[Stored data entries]
----

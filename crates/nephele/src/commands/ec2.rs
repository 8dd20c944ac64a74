//! EC2 command implementations

use std::path::Path;

use nephele_core::{CoreError, FilterSet, InstanceSummary, StateChange};
use serde_json::json;
use tabled::{Table, Tabled, settings::Style};
use tracing::{debug, info};

use super::utils::{format_state, or_dash, print_structured};
use crate::cli::{Ec2Commands, OutputFormat};
use crate::connection::ConnectionManager;
use crate::error::Result as CliResult;

#[derive(Tabled)]
struct InstanceRow {
    #[tabled(rename = "NAME")]
    name: String,
    #[tabled(rename = "INSTANCE ID")]
    instance_id: String,
    #[tabled(rename = "STATE")]
    state: String,
    #[tabled(rename = "PRIVATE IP")]
    private_ip: String,
    #[tabled(rename = "PUBLIC IP")]
    public_ip: String,
    #[tabled(rename = "TYPE")]
    instance_type: String,
}

impl From<&InstanceSummary> for InstanceRow {
    fn from(instance: &InstanceSummary) -> Self {
        Self {
            name: or_dash(instance.name.as_deref()),
            instance_id: instance.instance_id.clone(),
            state: format_state(&instance.state),
            private_ip: or_dash(instance.private_ip.as_deref()),
            public_ip: or_dash(instance.public_ip.as_deref()),
            instance_type: instance.instance_type.clone(),
        }
    }
}

#[derive(Debug, Clone, Copy)]
enum StateAction {
    Start,
    Stop,
}

pub async fn handle_ec2_command(
    cmd: &Ec2Commands,
    conn_mgr: &ConnectionManager,
    profile_name: Option<&str>,
    output_format: OutputFormat,
    query: Option<&str>,
) -> CliResult<()> {
    match cmd {
        Ec2Commands::List {
            filters,
            filter_file,
        } => {
            list_instances(
                conn_mgr,
                profile_name,
                filters,
                filter_file.as_deref(),
                output_format,
                query,
            )
            .await
        }
        Ec2Commands::Start { ids, dry_run } => {
            change_state(
                conn_mgr,
                profile_name,
                ids,
                *dry_run,
                StateAction::Start,
                output_format,
                query,
            )
            .await
        }
        Ec2Commands::Stop { ids, dry_run } => {
            change_state(
                conn_mgr,
                profile_name,
                ids,
                *dry_run,
                StateAction::Stop,
                output_format,
                query,
            )
            .await
        }
    }
}

/// Combine `--filter` arguments with the optional filter file
fn build_filters(filters: &[String], filter_file: Option<&str>) -> CliResult<FilterSet> {
    let mut set = FilterSet::from_args(filters).map_err(CoreError::from)?;
    if let Some(path) = filter_file {
        let from_file = FilterSet::from_json_file(Path::new(path)).map_err(CoreError::from)?;
        debug!("Loaded {} filter(s) from {}", from_file.len(), path);
        set.extend(from_file);
    }
    Ok(set)
}

async fn list_instances(
    conn_mgr: &ConnectionManager,
    profile_name: Option<&str>,
    filters: &[String],
    filter_file: Option<&str>,
    output_format: OutputFormat,
    query: Option<&str>,
) -> CliResult<()> {
    // Bad filters fail before any client is built
    let filters = build_filters(filters, filter_file)?;

    let compute = conn_mgr.compute(profile_name).await?;
    let instances = compute.list_instances(&filters).await?;
    info!("Listed {} instance(s)", instances.len());

    if print_structured(&instances, output_format, query)? {
        return Ok(());
    }

    if instances.is_empty() {
        println!("No instances found");
        return Ok(());
    }

    let rows: Vec<InstanceRow> = instances.iter().map(InstanceRow::from).collect();
    let mut table = Table::new(rows);
    table.with(Style::modern());
    println!("{}", table);
    Ok(())
}

async fn change_state(
    conn_mgr: &ConnectionManager,
    profile_name: Option<&str>,
    ids: &[String],
    dry_run: bool,
    action: StateAction,
    output_format: OutputFormat,
    query: Option<&str>,
) -> CliResult<()> {
    let compute = conn_mgr.compute(profile_name).await?;
    let result = match action {
        StateAction::Start => compute.start_instances(ids, dry_run).await,
        StateAction::Stop => compute.stop_instances(ids, dry_run).await,
    };

    let changes = match result {
        Ok(changes) => changes,
        Err(CoreError::DryRun(message)) => {
            info!("Dry run for {:?} succeeded", action);
            let data = json!({
                "dry_run": true,
                "instance_ids": ids,
                "message": message,
            });
            if !print_structured(&data, output_format, query)? {
                println!("Dry run succeeded: {}", message);
            }
            return Ok(());
        }
        Err(e) => return Err(e.into()),
    };

    if print_structured(&changes, output_format, query)? {
        return Ok(());
    }

    print_state_changes(&changes);
    Ok(())
}

fn print_state_changes(changes: &[StateChange]) {
    for change in changes {
        println!(
            "Previous State({}) : {}",
            change.instance_id,
            format_state(&change.previous_state)
        );
        println!(
            "Current State({})  : {}",
            change.instance_id,
            format_state(&change.current_state)
        );
    }
}

#[cfg(test)]
mod tests {
    use super::*;
    use std::io::Write;

    #[test]
    fn test_instance_row_fills_missing_values() {
        let instance = InstanceSummary {
            name: None,
            instance_id: "i-0aaa".to_string(),
            state: "stopped".to_string(),
            private_ip: Some("10.0.0.5".to_string()),
            public_ip: None,
            instance_type: "t3.micro".to_string(),
            availability_zone: None,
        };
        let row = InstanceRow::from(&instance);
        assert_eq!(row.name, "-");
        assert_eq!(row.public_ip, "-");
        assert_eq!(row.private_ip, "10.0.0.5");
    }

    #[test]
    fn test_build_filters_from_args_and_file() {
        let mut file = tempfile::Builder::new().suffix(".json").tempfile().unwrap();
        write!(file, r#"[{{"Name": "type", "Values": ["t3.micro"]}}]"#).unwrap();

        let args = vec!["state=running".to_string()];
        let set = build_filters(&args, Some(file.path().to_str().unwrap())).unwrap();
        assert_eq!(set.len(), 2);
    }

    #[test]
    fn test_build_filters_rejects_unknown_key() {
        let args = vec!["color=red".to_string()];
        let err = build_filters(&args, None).unwrap_err();
        assert!(err.to_string().contains("invalid filter key"), "{err}");
    }
}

----

Copy out each line of the data that includes the string "derive".

#[derive(Tabled)]
#[derive(Debug, Clone, Copy)]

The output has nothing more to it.